- Ted Dabney (left) in 1972 with a Pong arcade cabinet and fellow Atari employees Nolan Bushnell, Fred Marincic and Allan Alcorn
- Born: Samuel Frederick Dabney Jr. May 2, 1937 San Francisco, California, U.S.
- Died: May 26, 2018 (aged 81) Clearlake, California, U.S.
- Occupation: Electrical engineer
- Known for: Co-founder of Atari, Inc., co-creator of Computer Space
- Spouse: Carolyn Dabney

= Ted Dabney =

Co-founder of Atari Inc. (1937–2018)

Samuel Frederick "Ted" Dabney Jr. (May 2, 1937 – May 26, 2018) was an American electrical engineer, and the co-founder, alongside Nolan Bushnell, of Atari, Inc. He is recognized as developing the basics of video circuitry principles that were used for Computer Space and later Pong, one of the first and most successful arcade games.

==Education and early career==
Dabney was born in San Francisco, California, to Irma and Samuel Frederick Dabney. His parents divorced while he was young and he was subsequently raised by his father. One of several schools that he attended was John A. O'Connell High School of Technology, where he studied trade drafting, which led to him getting a job with the California Department of Transportation while still a teenager.

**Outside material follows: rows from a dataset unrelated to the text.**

//! RelayDesk API Library
//!
//! This crate contains the relay server components: the websocket transport,
//! the operator ticket queue and its HTTP surface.

pub mod config;
pub mod error;
pub mod routes;
pub mod state;
pub mod tickets;
pub mod websocket;

pub use config::Config;
pub use error::{ApiError, ApiResult};
pub use routes::create_router;
pub use state::AppState;
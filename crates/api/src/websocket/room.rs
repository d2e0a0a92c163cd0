//! Conversation room management for pub/sub
//!
//! Every connection joins the room of the conversation named in its
//! handshake. Envelopes are fanned out to the room.

use std::collections::HashMap;
use std::sync::Arc;
use tokio::sync::RwLock;
use uuid::Uuid;

use relaydesk_shared::{ConversationId, Envelope};

use super::connection::Connection;

/// Manages conversation "rooms" for relaying envelopes
pub struct RoomManager {
    /// Map of conversation_id -> list of connections
    rooms: Arc<RwLock<HashMap<ConversationId, Vec<Arc<Connection>>>>>,
}

impl RoomManager {
    pub fn new() -> Self {
        Self {
            rooms: Arc::new(RwLock::new(HashMap::new())),
        }
    }

    /// Add a connection to a conversation room
    pub async fn join(&self, conversation_id: ConversationId, conn: Arc<Connection>) {
        let mut rooms = self.rooms.write().await;
        let room = rooms.entry(conversation_id.clone()).or_default();
        room.push(Arc::clone(&conn));

        tracing::debug!(
            conversation_id = %conversation_id,
            session_id = %conn.session_id,
            room_size = room.len(),
            "Connection joined conversation room"
        );
    }

    /// Remove a connection from a conversation room
    pub async fn leave(&self, conversation_id: &ConversationId, session_id: &Uuid) {
        let mut rooms = self.rooms.write().await;
        if let Some(conns) = rooms.get_mut(conversation_id) {
            conns.retain(|c| c.session_id != *session_id);

            if conns.is_empty() {
                rooms.remove(conversation_id);
                tracing::debug!(conversation_id = %conversation_id, "Removed empty conversation room");
            } else {
                tracing::debug!(
                    conversation_id = %conversation_id,
                    session_id = %session_id,
                    room_size = conns.len(),
                    "Connection left conversation room"
                );
            }
        }
    }

    /// Send an envelope to every connection in a room
    pub async fn broadcast(&self, conversation_id: &ConversationId, envelope: Envelope) -> usize {
        self.fan_out(conversation_id, envelope, None).await
    }

    /// Send an envelope to every connection in a room except its origin
    pub async fn broadcast_except(
        &self,
        conversation_id: &ConversationId,
        envelope: Envelope,
        origin: &Uuid,
    ) -> usize {
        self.fan_out(conversation_id, envelope, Some(origin)).await
    }

    /// Silently skips closed connections; the handler cleans them up
    async fn fan_out(
        &self,
        conversation_id: &ConversationId,
        envelope: Envelope,
        skip: Option<&Uuid>,
    ) -> usize {
        let rooms = self.rooms.read().await;
        let Some(conns) = rooms.get(conversation_id) else {
            tracing::debug!(
                conversation_id = %conversation_id,
                kind = envelope.kind(),
                "No live connections in conversation room"
            );
            return 0;
        };

        let mut delivered = 0;
        let mut failed = 0;
        for conn in conns.iter().filter(|c| Some(&c.session_id) != skip) {
            match conn.send(envelope.clone()) {
                Ok(()) => delivered += 1,
                Err(_) => {
                    failed += 1;
                    tracing::warn!(
                        session_id = %conn.session_id,
                        "Failed to send envelope to connection (likely closed)"
                    );
                }
            }
        }

        tracing::debug!(
            conversation_id = %conversation_id,
            kind = envelope.kind(),
            recipients = delivered,
            failed = failed,
            "Relayed envelope to conversation room"
        );
        delivered
    }

    /// Remove a connection from all rooms
    pub async fn remove_connection(&self, session_id: &Uuid) {
        let mut rooms = self.rooms.write().await;
        let mut removed_from = 0;

        for conns in rooms.values_mut() {
            let before_len = conns.len();
            conns.retain(|c| c.session_id != *session_id);
            if conns.len() < before_len {
                removed_from += 1;
            }
        }
        rooms.retain(|_, conns| !conns.is_empty());

        if removed_from > 0 {
            tracing::debug!(
                session_id = %session_id,
                room_count = removed_from,
                "Removed connection from rooms"
            );
        }
    }

    pub async fn get_room_size(&self, conversation_id: &ConversationId) -> usize {
        let rooms = self.rooms.read().await;
        rooms.get(conversation_id).map(|v| v.len()).unwrap_or(0)
    }

    pub async fn get_room_count(&self) -> usize {
        self.rooms.read().await.len()
    }
}

impl Default for RoomManager {
    fn default() -> Self {
        Self::new()
    }
}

He eventually got his high school diploma from San Mateo High School; Dabney credited a math teacher named Walker there who got him interested in the electronics and computing areas. He then had a summer position with a local surveyor company, but when the work dried up by the winter, he was let go, and he enlisted in the United States Marine Corps. During his three years in the Corps he took courses on electronics, giving him an interest in the area. He was able to leave the Corps as he had been admitted into San Francisco State University, but since he did not have the funds to support his education, he instead took a job with Bank of America based on his electronics experience, where he kept the Electronic Recording Machine, Accounting operational.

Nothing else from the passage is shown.